FODMAPs could be to blame for GI distress.

THE SCIENCE
If you experience GI issues while running, new research suggests cutting out high-FODMAP foods.

For the study, people who regularly dealt with nausea, pain, and bloating eliminated them from their diet for one week. In the end, 69 percent of the athletes saw a reduction in their symptoms.
EXPERT INSIGHT
FODMAP is an acronym for a group of molecules—fermentable oligosaccharides, disaccharides, monosaccharides, and polyols—notorious for causing GI distress.
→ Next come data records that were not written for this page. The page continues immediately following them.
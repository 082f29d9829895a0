//! Step-wise execution against contexts with hosts attached.

use assert_approx_eq::assert_approx_eq;

use animparse::context::{
    AnimationContext, AnimationHooks, ContextError, HookEvent, RecordingHooks, SteppingHooks,
};
use animparse::dsl::{AnimationObject, Direction, ErrorKind, Vec2};
use animparse::{Player, RunError, Step};

const BOUNCE: &str = "
(define ball ((circle (0 0) 3)))
(place ball (0 100))
(loop 2 (
    (loop 3 ((shift ball up)))
    (loop 3 ((shift ball down)))
))
(erase ball)";

#[test]
fn stepping_host_moves_and_returns() {
    let mut player = Player::new(
        "(define ball ((circle (0 0) 3))) (place ball (0 100)) (loop 3 ((shift ball up)))",
        AnimationContext::with_hooks(SteppingHooks::new(5.0)),
    );
    assert_eq!(player.run(None), 5);

    let pos = player.context().get("ball").unwrap().position;
    assert_approx_eq!(pos.x, 0.0f32);
    assert_approx_eq!(pos.y, 85.0f32);
}

#[test]
fn recording_host_sees_every_command() {
    let mut player = Player::new(BOUNCE, AnimationContext::with_hooks(RecordingHooks::default()));
    assert_eq!(player.run(None), 15);
    assert_eq!(player.step(), Step::Finished);

    let events = player.into_context().into_hooks().events;
    assert_eq!(events.len(), 15);
    assert_eq!(events[0], HookEvent::Declared { name: "ball".into() });
    assert_eq!(
        events[1],
        HookEvent::Placed {
            name: "ball".into(),
            from: Vec2::ZERO,
            to: Vec2::new(0.0, 100.0),
        }
    );
    let ups = events
        .iter()
        .filter(|e| matches!(e, HookEvent::Shifted { direction: Direction::Up, .. }))
        .count();
    assert_eq!(ups, 6);
    assert_eq!(events[14], HookEvent::Erased { name: "ball".into() });
}

#[test]
fn limit_stops_mid_loop_and_resumes() {
    let mut player = Player::new(BOUNCE, AnimationContext::with_hooks(SteppingHooks::new(1.0)));
    assert_eq!(player.run(Some(4)), 4);
    assert_approx_eq!(player.context().get("ball").unwrap().position.y, 98.0f32);

    assert_eq!(player.run(Some(100)), 11);
    assert!(player.is_finished());
    assert!(player.context().is_empty());
    assert_eq!(player.executed(), 15);
}

#[test]
fn script_error_stops_player() {
    let mut player = Player::new("(define a ())\n(place a (1 x))", AnimationContext::new());
    assert_eq!(player.step(), Step::Executed("a".into()));
    assert_eq!(player.step(), Step::Failed);

    match player.error() {
        Some(RunError::Script(e)) => {
            assert_eq!(e.kind, ErrorKind::SyntaxError);
            assert_eq!(e.position.line, 2);
            assert_eq!(e.found.as_deref(), Some("x"));
        }
        other => panic!("expected script error, got {other:?}"),
    }
    assert_eq!(player.run(None), 0);
}

#[test]
fn erase_then_use_is_undeclared() {
    let mut player = Player::new("(define a ()) (erase a) (place a (0 0))", AnimationContext::new());
    assert_eq!(player.run(None), 2);
    assert_eq!(
        player.take_error(),
        Some(RunError::Context(ContextError::UndeclaredName("a".into())))
    );
    // Taking the error does not make the player look finished cleanly.
    assert_eq!(player.step(), Step::Failed);
    assert!(player.is_failed());
}

/// A host that keeps its own scene list in sync via hooks.
#[derive(Default)]
struct Scene {
    visible: Vec<String>,
    trail: Vec<Vec2>,
}

impl AnimationHooks for Scene {
    fn on_declared(&mut self, name: &str, _object: &AnimationObject) {
        self.visible.push(name.to_string());
    }

    fn on_shifted(&mut self, _name: &str, object: &mut AnimationObject, direction: Direction) {
        object.position += direction.unit();
        self.trail.push(object.position);
    }

    fn on_erased(&mut self, name: &str, _object: AnimationObject) {
        self.visible.retain(|n| n != name);
    }
}

#[test]
fn custom_host_through_mutable_reference() {
    let mut scene = Scene::default();
    {
        let mut player = Player::new(
            "(define a ()) (define b ()) (loop 2 ((shift b right))) (erase a)",
            AnimationContext::with_hooks(&mut scene),
        );
        player.run(None);
        assert!(player.error().is_none());
    }

    assert_eq!(scene.visible, vec!["b".to_string()]);
    assert_eq!(scene.trail, vec![Vec2::new(1.0, 0.0), Vec2::new(2.0, 0.0)]);
}

#[test]
fn restart_reuses_hooks() {
    let mut player = Player::new("(define a ())", AnimationContext::with_hooks(RecordingHooks::default()));
    player.run(None);
    player.restart("(define a ()) (erase a)");
    assert_eq!(player.run(None), 2);
    assert_eq!(player.context().hooks().events.len(), 3);
}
They’re found in a random assortment of foods including wheat, garlic, apples, mangoes, peaches, asparagus, Brussels sprouts, cauliflower, mushrooms, beans, and many natural sweeteners.

“They’re highly fermentable in the gut, which can cause gas, pain, and bloating as a byproduct,” explains Danielle Capalino, RD, New York City-based gut microbiome specialist and author of Healthy Gut, Flat Stomach, who was not affiliated with the study. Typically, a low-FODMAP diet is of the elimination variety: You’d avoid the foods for two to three weeks and then reintroduce them one by one. But Capalino notes runners can benefit even from short-term stints.
THE BOTTOM LINE
Stop eating high-FODMAP fare three to seven days before race day to reduce GI symptoms, she says. If you need to swap your mid-run fuel for a low-FODMAP option, do so a few weeks pre-race so your body has time to adjust.